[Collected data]
//! Delimited string → combo selection.

use super::{InputSpec, Inputs, Node, NodeError, NodeSchema, OutputSpec, PIXIT_CATEGORY};
use crate::value::{SlotType, Value};

/// Picks the first entry of a comma-separated option list.
#[derive(Debug, Default)]
pub struct StringToCombo;

impl StringToCombo {
    pub fn string_to_combo(&self, input_string: &str) -> String {
        input_string
            .split(',')
            .map(str::trim)
            .next()
            .unwrap_or_default()
            .to_string()
    }
}

impl Node for StringToCombo {
    fn schema(&self) -> NodeSchema {
        NodeSchema {
            required: vec![InputSpec::string("input_string", "Option1, Option2, Option3")],
            optional: Vec::new(),
            outputs: vec![OutputSpec::new(SlotType::Combo)],
            category: Some(PIXIT_CATEGORY),
            output_node: false,
        }
    }

    fn execute(&self, inputs: &Inputs) -> Result<Vec<Value>, NodeError> {
        let input = inputs.get_str("input_string")?;
        Ok(vec![Value::String(self.string_to_combo(input))])
    }
}

#[cfg(test)]
mod tests {
    use super::*;

    #[test]
    fn returns_first_trimmed_option() {
        assert_eq!(
            StringToCombo.string_to_combo("  Option1 , Option2, Option3"),
            "Option1"
        );
    }

    #[test]
    fn no_delimiter_returns_whole_trimmed_input() {
        assert_eq!(StringToCombo.string_to_combo(" solo "), "solo");
    }

    #[test]
    fn empty_input_returns_empty() {
        assert_eq!(StringToCombo.string_to_combo(""), "");
    }

    #[test]
    fn leading_comma_returns_empty_first_option() {
        assert_eq!(StringToCombo.string_to_combo(",b"), "");
    }

    #[test]
    fn default_input_selects_option1() {
        let schema = StringToCombo.schema();
        let inputs = schema.prepare(Inputs::new()).unwrap();
        assert_eq!(
            StringToCombo.execute(&inputs).unwrap(),
            vec![Value::from("Option1")]
        );
    }
}
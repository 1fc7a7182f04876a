use std::process::ExitCode;

use clap::Args;

use crate::config::Configuration;
use crate::error::Error;

/// Write a starter `augur.toml` into the workspace.
#[derive(Debug, Args)]
pub struct InitCommand {
    /// Overwrite an existing configuration file.
    #[arg(long)]
    pub force: bool,
}

impl InitCommand {
    pub fn execute(self, configuration: Configuration) -> Result<ExitCode, Error> {
        let workspace =
            configuration.project_root_directory.clone().unwrap_or_else(|| std::path::PathBuf::from("."));
        let target = workspace.join("augur.toml");

        if target.exists() && !self.force {
            tracing::warn!("{} already exists; pass --force to overwrite", target.display());
            return Ok(ExitCode::FAILURE);
        }

        let rendered = toml::to_string_pretty(&Configuration::default())?;
        std::fs::write(&target, rendered).map_err(Error::WritingConfiguration)?;

        tracing::info!("Wrote {}", target.display());
        Ok(ExitCode::SUCCESS)
    }
}
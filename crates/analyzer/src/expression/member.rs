//! Property and class-constant access inference.

use augur_ast::Node;
use augur_ast::NodeKind;
use augur_atom::AtomMap;
use augur_atom::atom;

use augur_codex::CodeBase;
use augur_codex::fqsen::ClassElementFqsen;
use augur_codex::fqsen::ClassFqsen;
use augur_codex::metadata::flags::MetadataFlags;
use augur_codex::metadata::property::PropertyMetadata;
use augur_codex::ttype::NativeType;
use augur_codex::ttype::Type;
use augur_codex::ttype::union::UnionType;
use augur_reporting::IssueInstance;
use augur_reporting::IssueKind;

use crate::Analyzer;
use crate::context::Context;
use crate::error::AnalysisResult;
use crate::expression::member_name_of;
use crate::expression::static_property_name_of;

impl Analyzer<'_> {
    /// `$obj->prop`: the property is looked up on every class in the
    /// receiver's union; `__get` synthesizes one when nothing matches.
    pub(crate) fn visit_property_access(&mut self, context: &Context, node: &Node) -> AnalysisResult<UnionType> {
        let Some(object) = node.child(0) else {
            return Ok(UnionType::empty());
        };
        let Some(property_node) = node.child(1) else {
            return Ok(UnionType::empty());
        };

        // `$obj->$name[…]` parsed differently across engine majors.
        if self.settings.backward_compatibility_checks
            && matches!(property_node.kind, NodeKind::Dim | NodeKind::Prop)
        {
            self.emit(context, IssueKind::CompatiblePHP7, node.line, vec![]);
        }

        let object_union = self.union_type_or_empty(context, object);
        let property_name = member_name_of(property_node)?;

        let class_fqsens = object_union.class_fqsens();
        if class_fqsens.is_empty() {
            return Ok(UnionType::empty());
        }

        for class_fqsen in &class_fqsens {
            let Ok(class) = self.codebase.get_class_by_fqsen(*class_fqsen) else {
                continue;
            };
            let Some(property) = class.properties.get(&property_name) else {
                continue;
            };

            let mut union = property.union_type.clone();
            let defining_class = property.defining_fqsen.class;
            let visibility = property.visibility;

            self.check_member_access(
                context,
                visibility,
                defining_class,
                node.line,
                (IssueKind::AccessPropertyPrivate, IssueKind::AccessPropertyProtected),
                &format!("{}->{}", class_fqsen.to_atom(), property_name),
                None,
            );

            if let Ok(class) = self.codebase.get_class_by_fqsen_mut(*class_fqsen)
                && let Some(property) = class.properties.get_mut(&property_name)
            {
                property.add_reference(context.file, node.line);
            }

            union = substitute_object_templates(self.codebase, &object_union, *class_fqsen, union);
            union = self.resolve_static_in_result(context, union, defining_class, *class_fqsen);
            return Ok(union);
        }

        // A class exposing `__get` gets a synthesized property of the
        // getter's return type, remembered for later accesses.
        for class_fqsen in &class_fqsens {
            let Some(getter_union) = self.magic_getter_union(*class_fqsen) else {
                continue;
            };

            let fqsen = ClassElementFqsen::new(*class_fqsen, property_name);
            if let Ok(class) = self.codebase.get_class_by_fqsen_mut(*class_fqsen) {
                let mut property = PropertyMetadata::new(fqsen, context.file, node.line);
                property.flags |= MetadataFlags::DYNAMIC;
                property.union_type = getter_union.clone();
                class.add_property(property);
            }
            return Ok(getter_union);
        }

        Err(IssueInstance::new(
            IssueKind::UndeclaredProperty,
            context.file,
            node.line,
            vec![format!("{}->{}", class_fqsens[0].to_atom(), property_name)],
        )
        .into())
    }

    /// `\A::$prop`.
    pub(crate) fn visit_static_property_access(&mut self, context: &Context, node: &Node) -> AnalysisResult<UnionType> {
        let Some(class_node) = node.child(0) else {
            return Ok(UnionType::empty());
        };
        let Some(property_node) = node.child(1) else {
            return Ok(UnionType::empty());
        };

        let class_fqsen = self.class_fqsen_of_name(context, class_node)?;
        let property_name = static_property_name_of(property_node)?;

        let Ok(class) = self.codebase.get_class_by_fqsen(class_fqsen) else {
            return Err(IssueInstance::new(
                IssueKind::UndeclaredClass,
                context.file,
                node.line,
                vec![class_fqsen.to_atom().to_string()],
            )
            .into());
        };

        let Some(property) = class.properties.get(&property_name) else {
            return Err(IssueInstance::new(
                IssueKind::UndeclaredStaticProperty,
                context.file,
                node.line,
                vec![property_name.to_string(), class_fqsen.to_atom().to_string()],
            )
            .into());
        };
        if !property.flags.is_static() {
            return Err(IssueInstance::new(
                IssueKind::UndeclaredStaticProperty,
                context.file,
                node.line,
                vec![property_name.to_string(), class_fqsen.to_atom().to_string()],
            )
            .into());
        }

        let union = property.union_type.clone();
        let defining_class = property.defining_fqsen.class;
        let visibility = property.visibility;

        self.check_member_access(
            context,
            visibility,
            defining_class,
            node.line,
            (IssueKind::AccessPropertyPrivate, IssueKind::AccessPropertyProtected),
            &format!("{}::${}", class_fqsen.to_atom(), property_name),
            None,
        );

        if let Ok(class) = self.codebase.get_class_by_fqsen_mut(class_fqsen)
            && let Some(property) = class.properties.get_mut(&property_name)
        {
            property.add_reference(context.file, node.line);
        }

        Ok(union)
    }

    /// `\A::CONST` (including the built-in `::class`).
    pub(crate) fn visit_class_constant_access(&mut self, context: &Context, node: &Node) -> AnalysisResult<UnionType> {
        let Some(class_node) = node.child(0) else {
            return Ok(UnionType::empty());
        };
        let Some(constant_node) = node.child(1) else {
            return Ok(UnionType::empty());
        };

        let class_fqsen = self.class_fqsen_of_name(context, class_node)?;
        let constant_name = member_name_of(constant_node)?;

        // `::class` is defined even for classes the hydrator never saw.
        if constant_name == atom("class") {
            if let Ok(class) = self.codebase.get_class_by_fqsen_mut(class_fqsen) {
                class.add_reference(context.file, node.line);
            }
            return Ok(UnionType::of_native(NativeType::String));
        }

        let Ok(class) = self.codebase.get_class_by_fqsen(class_fqsen) else {
            return Err(IssueInstance::new(
                IssueKind::UndeclaredClass,
                context.file,
                node.line,
                vec![class_fqsen.to_atom().to_string()],
            )
            .into());
        };

        let Some(constant) = class.constants.get(&constant_name) else {
            return Err(IssueInstance::new(
                IssueKind::UndeclaredClassConstant,
                context.file,
                node.line,
                vec![class_fqsen.to_atom().to_string(), constant_name.to_string()],
            )
            .into());
        };

        let union = constant.union_type.clone();
        if let Ok(class) = self.codebase.get_class_by_fqsen_mut(class_fqsen)
            && let Some(constant) = class.constants.get_mut(&constant_name)
        {
            constant.add_reference(context.file, node.line);
        }

        Ok(union)
    }
}

/// Substitutes a member's template placeholders with the parameters bound
/// on the receiver's concrete type, when both sides carry generics.
pub(crate) fn substitute_object_templates(
    codebase: &CodeBase,
    object_union: &UnionType,
    class_fqsen: ClassFqsen,
    member_union: UnionType,
) -> UnionType {
    if !member_union.has_template_type() {
        return member_union;
    }

    let Ok(class) = codebase.get_class_by_fqsen(class_fqsen) else {
        return member_union;
    };
    if class.template_types.is_empty() {
        return member_union;
    }

    let parameters = object_union.types().iter().find_map(|t| match t {
        Type::ClassInstance { fqsen, parameters } if fqsen.names_same_class(class_fqsen) && !parameters.is_empty() => {
            Some(parameters.clone())
        }
        _ => None,
    });
    let Some(parameters) = parameters else {
        return member_union;
    };

    let mut map = AtomMap::default();
    for (name, parameter) in class.template_types.iter().zip(parameters) {
        map.insert(*name, parameter);
    }

    member_union.with_template_parameter_type_map(&map)
}
//! The codex: everything the analyzer knows about a codebase.
//!
//! This crate holds the three bottom layers of the analysis pipeline:
//!
//! - **FQSEN**s ([`fqsen`]) — interned fully qualified structural element
//!   names for classes, functions, constants, and class members.
//! - **The type system** ([`ttype`]) — atomic [`ttype::Type`]s and
//!   [`ttype::UnionType`]s with the can-cast-to relation, template
//!   substitution, and doc-comment type parsing.
//! - **The CodeBase** ([`metadata::CodeBase`]) — the authoritative mutable
//!   registry of every declared symbol, populated by the declaration
//!   [`scanner`] and completed by ancestor hydration in [`populator`].
//!
//! The [`signature`] module bundles the signature map for internal (engine
//! provided) functions, consumed at `CodeBase` construction.

pub mod error;
pub mod fqsen;
pub mod metadata;
pub mod names;
pub mod populator;
pub mod scanner;
pub mod signature;
pub mod ttype;

pub use error::MissingSymbol;
pub use metadata::CodeBase;
use std::fmt;

use augur_codex::MissingSymbol;
use augur_reporting::IssueInstance;

/// An expected child node of a particular kind was not present.
///
/// Typical causes: a dynamic method name, a variable-variable, a malformed
/// tree. Always caught; the construct is treated as unanalyzable.
#[derive(Debug, Clone, Copy, PartialEq, Eq)]
pub struct NodeShapeError {
    pub expected: &'static str,
    pub line: u32,
}

impl fmt::Display for NodeShapeError {
    fn fmt(&self, f: &mut fmt::Formatter<'_>) -> fmt::Result {
        write!(f, "expected {} at line {}", self.expected, self.line)
    }
}

impl std::error::Error for NodeShapeError {}

/// Non-fatal failures raised inside the engine and caught at visitor
/// boundaries.
#[derive(Debug)]
pub enum AnalysisInterrupt {
    /// A requested FQSEN is absent; the catcher usually emits the matching
    /// `Undeclared*` diagnostic.
    MissingSymbol(MissingSymbol),
    /// The tree does not have the expected shape; swallowed.
    NodeShape(NodeShapeError),
    /// Carries a diagnostic for the boundary to emit (or suppress).
    Raise(Box<IssueInstance>),
    /// The engine cannot reason about the construct at all.
    Unanalyzable,
}

impl From<MissingSymbol> for AnalysisInterrupt {
    fn from(error: MissingSymbol) -> Self {
        AnalysisInterrupt::MissingSymbol(error)
    }
}

impl From<NodeShapeError> for AnalysisInterrupt {
    fn from(error: NodeShapeError) -> Self {
        AnalysisInterrupt::NodeShape(error)
    }
}

impl From<IssueInstance> for AnalysisInterrupt {
    fn from(instance: IssueInstance) -> Self {
        AnalysisInterrupt::Raise(Box::new(instance))
    }
}

/// The result type of every expression visitor.
pub type AnalysisResult<T> = Result<T, AnalysisInterrupt>;

/// A configuration combination the driver refuses to run.
#[derive(Debug, Clone, Copy, PartialEq, Eq)]
pub enum DriverError {
    /// Reference counts need a global view; partitioned workers cannot
    /// provide one.
    DeadCodeWithMultipleProcesses,
}

impl fmt::Display for DriverError {
    fn fmt(&self, f: &mut fmt::Formatter<'_>) -> fmt::Result {
        match self {
            DriverError::DeadCodeWithMultipleProcesses => {
                write!(f, "dead code detection requires a single analysis process")
            }
        }
    }
}

impl std::error::Error for DriverError {}
use std::fmt;

use augur_atom::Atom;

/// A requested FQSEN is absent from the codebase.
///
/// This is a recoverable condition: callers usually respond by emitting the
/// appropriate `Undeclared*` diagnostic and continuing with an empty union
/// type.
#[derive(Debug, Clone, Copy, PartialEq, Eq)]
pub struct MissingSymbol {
    /// Canonical rendering of the missing FQSEN.
    pub fqsen: Atom,
}

impl MissingSymbol {
    #[must_use]
    pub fn new(fqsen: Atom) -> Self {
        Self { fqsen }
    }
}

impl fmt::Display for MissingSymbol {
    fn fmt(&self, f: &mut fmt::Formatter<'_>) -> fmt::Result {
        write!(f, "symbol `{}` not found in the codebase", self.fqsen)
    }
}

impl std::error::Error for MissingSymbol {}
//! Hand-coded checks for built-ins whose contracts depend on arity or on
//! another argument's type.

use augur_ast::Node;
use augur_atom::Atom;

use augur_codex::ttype::NativeType;
use augur_codex::ttype::Type;
use augur_codex::ttype::union::UnionType;
use augur_reporting::IssueKind;

use crate::Analyzer;
use crate::context::Context;

impl Analyzer<'_> {
    /// Second-pass checks for the special-cased built-ins, run after the
    /// generic argument validation.
    pub(crate) fn check_special_call(&mut self, context: &Context, name: Atom, arguments: Option<&Node>) {
        let Some(list) = arguments else {
            return;
        };
        let argument_nodes: Vec<&Node> = list.children.iter().collect();

        match name.as_str() {
            // One-argument form takes the pieces array directly.
            "implode" => {
                if argument_nodes.len() == 1 {
                    let actual = self.union_type_or_empty(context, argument_nodes[0]);
                    if !actual.is_empty() && !is_array_castable(&actual) {
                        self.emit(
                            context,
                            IssueKind::ParamSpecial2,
                            argument_nodes[0].line,
                            vec![
                                "1".to_string(),
                                "array".to_string(),
                                actual.to_string(),
                                "\\implode".to_string(),
                                "array".to_string(),
                            ],
                        );
                    }
                } else if argument_nodes.len() >= 2 {
                    // Historical argument orders both pass; an array glue
                    // with a non-string pieces argument does not.
                    let first = self.union_type_or_empty(context, argument_nodes[0]);
                    let second = self.union_type_or_empty(context, argument_nodes[1]);
                    if is_array_castable(&first) && !second.is_empty() && !is_string_castable(&second) {
                        self.emit(
                            context,
                            IssueKind::ParamSpecial1,
                            argument_nodes[1].line,
                            vec![
                                "2".to_string(),
                                "separator".to_string(),
                                second.to_string(),
                                "\\implode".to_string(),
                                "string".to_string(),
                                "1".to_string(),
                                "array".to_string(),
                            ],
                        );
                    }
                }
            }

            // A single argument must be an array to take the minimum or
            // maximum over.
            "min" | "max" => {
                if argument_nodes.len() == 1 {
                    let actual = self.union_type_or_empty(context, argument_nodes[0]);
                    if !actual.is_empty() && !is_array_castable(&actual) {
                        self.emit(
                            context,
                            IssueKind::ParamSpecial2,
                            argument_nodes[0].line,
                            vec![
                                "1".to_string(),
                                "value".to_string(),
                                actual.to_string(),
                                format!("\\{name}"),
                                "array".to_string(),
                            ],
                        );
                    }
                }
            }

            // The trailing argument is the comparison callback.
            "array_udiff" | "array_diff_uassoc" => {
                if let Some(last) = argument_nodes.last() {
                    let actual = self.union_type_or_empty(context, last);
                    if !actual.is_empty() && !is_callable_castable(&actual) {
                        self.emit(
                            context,
                            IssueKind::ParamSpecial3,
                            last.line,
                            vec![format!("\\{name}"), "callable".to_string()],
                        );
                    }
                }
            }

            // Both trailing arguments are callbacks.
            "array_udiff_uassoc" => {
                if argument_nodes.len() >= 2 {
                    let second_to_last = argument_nodes[argument_nodes.len() - 2];
                    let actual = self.union_type_or_empty(context, second_to_last);
                    if !actual.is_empty() && !is_callable_castable(&actual) {
                        self.emit(
                            context,
                            IssueKind::ParamSpecial4,
                            second_to_last.line,
                            vec![format!("\\{name}"), "callable".to_string()],
                        );
                    }
                }
            }

            // `strtok(string)` continues a prior tokenization; both arities
            // are fine, but the one-argument form still needs a string.
            "strtok" => {
                if argument_nodes.len() == 1 {
                    let actual = self.union_type_or_empty(context, argument_nodes[0]);
                    if !actual.is_empty() && !is_string_castable(&actual) {
                        self.emit(
                            context,
                            IssueKind::ParamSpecial2,
                            argument_nodes[0].line,
                            vec![
                                "1".to_string(),
                                "string".to_string(),
                                actual.to_string(),
                                "\\strtok".to_string(),
                                "string".to_string(),
                            ],
                        );
                    }
                }
            }

            _ => {}
        }
    }
}

fn is_array_castable(union: &UnionType) -> bool {
    union.types().iter().any(|t| t.is_array_like() || t.is_native(NativeType::Mixed))
}

fn is_string_castable(union: &UnionType) -> bool {
    union.types().iter().any(|t| {
        matches!(
            t,
            Type::Native(
                NativeType::String | NativeType::Int | NativeType::Float | NativeType::Bool | NativeType::Mixed
            )
        )
    })
}

fn is_callable_castable(union: &UnionType) -> bool {
    union.types().iter().any(|t| {
        t.is_callable_like() || t.is_native(NativeType::String) || t.is_native(NativeType::Mixed) || t.is_array_like()
    })
}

* What to do: Identify each line in the records above that contains the word "functions", and copy it out in full.

* Exercise solution:
//!   names for classes, functions, constants, and class members.
//! provided) functions, consumed at `CodeBase` construction.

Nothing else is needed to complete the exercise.